**TASK TO CARRY OUT:** Please copy every line below that contains the string "AuditEvent".

**Dataset entries:**
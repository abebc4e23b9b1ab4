use std::sync::Arc;

use async_trait::async_trait;
use serde_json::{Value, json};
use tokio::sync::Mutex;

use auditrelay_core::{AuditError, AuditResult};
use auditrelay_domain::{
    Access, AccessAttribute, ActorContext, Attachment, ChangedAttribute, ConfigChange,
    ConfigChangeLog, DataAccessLog, DataModification, DataModificationLog, DataObject, DataSubject,
    EventPayload, KeyValuePair, NormalizedEvent, SecurityLog,
};

use crate::{
    AuditEvent, AuditLogService, ConfigChangeLogContext, DataAccessLogContext,
    DataModificationLogContext, EventDelivery, GeneralEventContext, SecurityLogContext,
    TenantResolver,
};

struct CapturingDelivery {
    batches: Mutex<Vec<Vec<NormalizedEvent>>>,
}

impl CapturingDelivery {
    fn new() -> Self {
        Self {
            batches: Mutex::new(Vec::new()),
        }
    }

    async fn last_batch(&self) -> Vec<NormalizedEvent> {
        self.batches.lock().await.last().cloned().unwrap_or_default()
    }
}

#[async_trait]
impl EventDelivery for CapturingDelivery {
    async fn send_batch(&self, events: &[NormalizedEvent]) -> AuditResult<String> {
        self.batches.lock().await.push(events.to_vec());
        Ok("accepted".to_owned())
    }
}

struct FailingDelivery;

#[async_trait]
impl EventDelivery for FailingDelivery {
    async fn send_batch(&self, _events: &[NormalizedEvent]) -> AuditResult<String> {
        Err(AuditError::UnexpectedResponseStatus {
            status: 500,
            body: "internal error".to_owned(),
        })
    }
}

struct FixedTenantResolver {
    tenant: String,
    calls: Mutex<u32>,
}

impl FixedTenantResolver {
    fn new(tenant: &str) -> Self {
        Self {
            tenant: tenant.to_owned(),
            calls: Mutex::new(0),
        }
    }

    async fn call_count(&self) -> u32 {
        *self.calls.lock().await
    }
}

#[async_trait]
impl TenantResolver for FixedTenantResolver {
    async fn read_provider_tenant(&self) -> AuditResult<String> {
        *self.calls.lock().await += 1;
        Ok(self.tenant.clone())
    }
}

fn service_with(
    delivery: Arc<dyn EventDelivery>,
    tenants: Arc<FixedTenantResolver>,
) -> AuditLogService {
    AuditLogService::new(delivery, tenants, "eu10", "com.example.shop")
}

fn actor(tenant: Option<&str>) -> ActorContext {
    ActorContext {
        name: Some("alice".to_owned()),
        tenant: tenant.map(str::to_owned),
    }
}

fn data_object() -> DataObject {
    DataObject {
        object_type: Some("Orders".to_owned()),
        id: Some(vec![
            KeyValuePair::new("zKey", "zValue"),
            KeyValuePair::new("aKey", "aValue"),
            KeyValuePair::new("mKey", "mValue"),
        ]),
    }
}

fn data_subject() -> DataSubject {
    DataSubject {
        subject_type: Some("customer".to_owned()),
        id: Some(vec![KeyValuePair::new("id", "42")]),
    }
}

fn access(attribute_names: &[&str], attachments: Option<Vec<Attachment>>) -> Access {
    Access {
        data_object: Some(data_object()),
        data_subject: Some(data_subject()),
        attributes: Some(
            attribute_names
                .iter()
                .map(|name| AccessAttribute {
                    name: Some((*name).to_owned()),
                })
                .collect(),
        ),
        attachments,
    }
}

fn changed_attribute(name: &str, old_value: Option<&str>, new_value: &str) -> ChangedAttribute {
    ChangedAttribute {
        name: Some(name.to_owned()),
        old_value: old_value.map(str::to_owned),
        new_value: Some(new_value.to_owned()),
    }
}

#[tokio::test]
async fn security_event_produces_one_wrapped_event() {
    let delivery = Arc::new(CapturingDelivery::new());
    let tenants = Arc::new(FixedTenantResolver::new("provider-tenant"));
    let service = service_with(delivery.clone(), tenants);

    let context = SecurityLogContext {
        data: Some(SecurityLog {
            action: Some("login".to_owned()),
            data: Some("first line\nsecond line".to_owned()),
        }),
        user: Some(actor(Some("tenant-a"))),
    };
    let result = service.handle(AuditEvent::Security(context)).await;
    assert!(result.is_ok());

    let batch = delivery.last_batch().await;
    assert_eq!(batch.len(), 1);
    let event = &batch[0];
    assert_eq!(event.event_type, "legacySecurityWrapper");
    assert_eq!(event.source, "/eu10/com.example.shop/tenant-a");

    let EventPayload::SecurityWrapper(ref payload) = event.data.data else {
        panic!("expected security wrapper payload");
    };
    let inner: Value = serde_json::from_str(&payload.orig_event).unwrap_or(Value::Null);
    assert_eq!(inner["user"], json!("alice"));
    assert_eq!(inner["identityProvider"], json!("$IDP"));
    assert_eq!(
        inner["data"],
        json!("action: login, data: first line\\nsecond line")
    );
    assert!(inner["uuid"].is_string());
    assert!(inner["time"].is_string());
}

#[tokio::test]
async fn security_event_defaults_unknown_user_and_null_action() {
    let delivery = Arc::new(CapturingDelivery::new());
    let tenants = Arc::new(FixedTenantResolver::new("provider-tenant"));
    let service = service_with(delivery.clone(), tenants);

    let context = SecurityLogContext {
        data: Some(SecurityLog {
            action: None,
            data: Some("security event data".to_owned()),
        }),
        user: Some(ActorContext {
            name: None,
            tenant: Some("tenant-a".to_owned()),
        }),
    };
    let result = service.handle_security_event(context).await;
    assert!(result.is_ok());

    let batch = delivery.last_batch().await;
    let EventPayload::SecurityWrapper(ref payload) = batch[0].data.data else {
        panic!("expected security wrapper payload");
    };
    let inner: Value = serde_json::from_str(&payload.orig_event).unwrap_or(Value::Null);
    assert_eq!(inner["user"], json!("unknown"));
    assert_eq!(inner["data"], json!("action: null, data: security event data"));
}

#[tokio::test]
async fn data_access_fans_out_per_attribute_and_attachment() {
    let delivery = Arc::new(CapturingDelivery::new());
    let tenants = Arc::new(FixedTenantResolver::new("provider-tenant"));
    let service = service_with(delivery.clone(), tenants);

    let attachments = vec![
        Attachment {
            name: Some("document".to_owned()),
            id: Some("doc-1".to_owned()),
        },
        Attachment {
            name: Some("image".to_owned()),
            id: Some("img-2".to_owned()),
        },
    ];
    let context = DataAccessLogContext {
        data: Some(DataAccessLog {
            accesses: Some(vec![access(&["amount", "currency"], Some(attachments))]),
        }),
        user: Some(actor(Some("tenant-a"))),
    };
    let result = service.handle_data_access_event(context).await;
    assert!(result.is_ok());

    let batch = delivery.last_batch().await;
    assert_eq!(batch.len(), 4);
    for event in &batch {
        assert_eq!(event.event_type, "dppDataAccess");
        let EventPayload::DataAccess(ref payload) = event.data.data else {
            panic!("expected data access payload");
        };
        assert_eq!(payload.channel_type, "not specified");
        assert_eq!(payload.object_id, "aKey:aValue mKey:mValue zKey:zValue");
        assert!(payload.attachment_type.is_some());
        assert!(payload.attachment_id.is_some());
    }
}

**EXERCISE ANSWER:**
    AuditEvent, AuditLogService, ConfigChangeLogContext, DataAccessLogContext,
    let result = service.handle(AuditEvent::Security(context)).await;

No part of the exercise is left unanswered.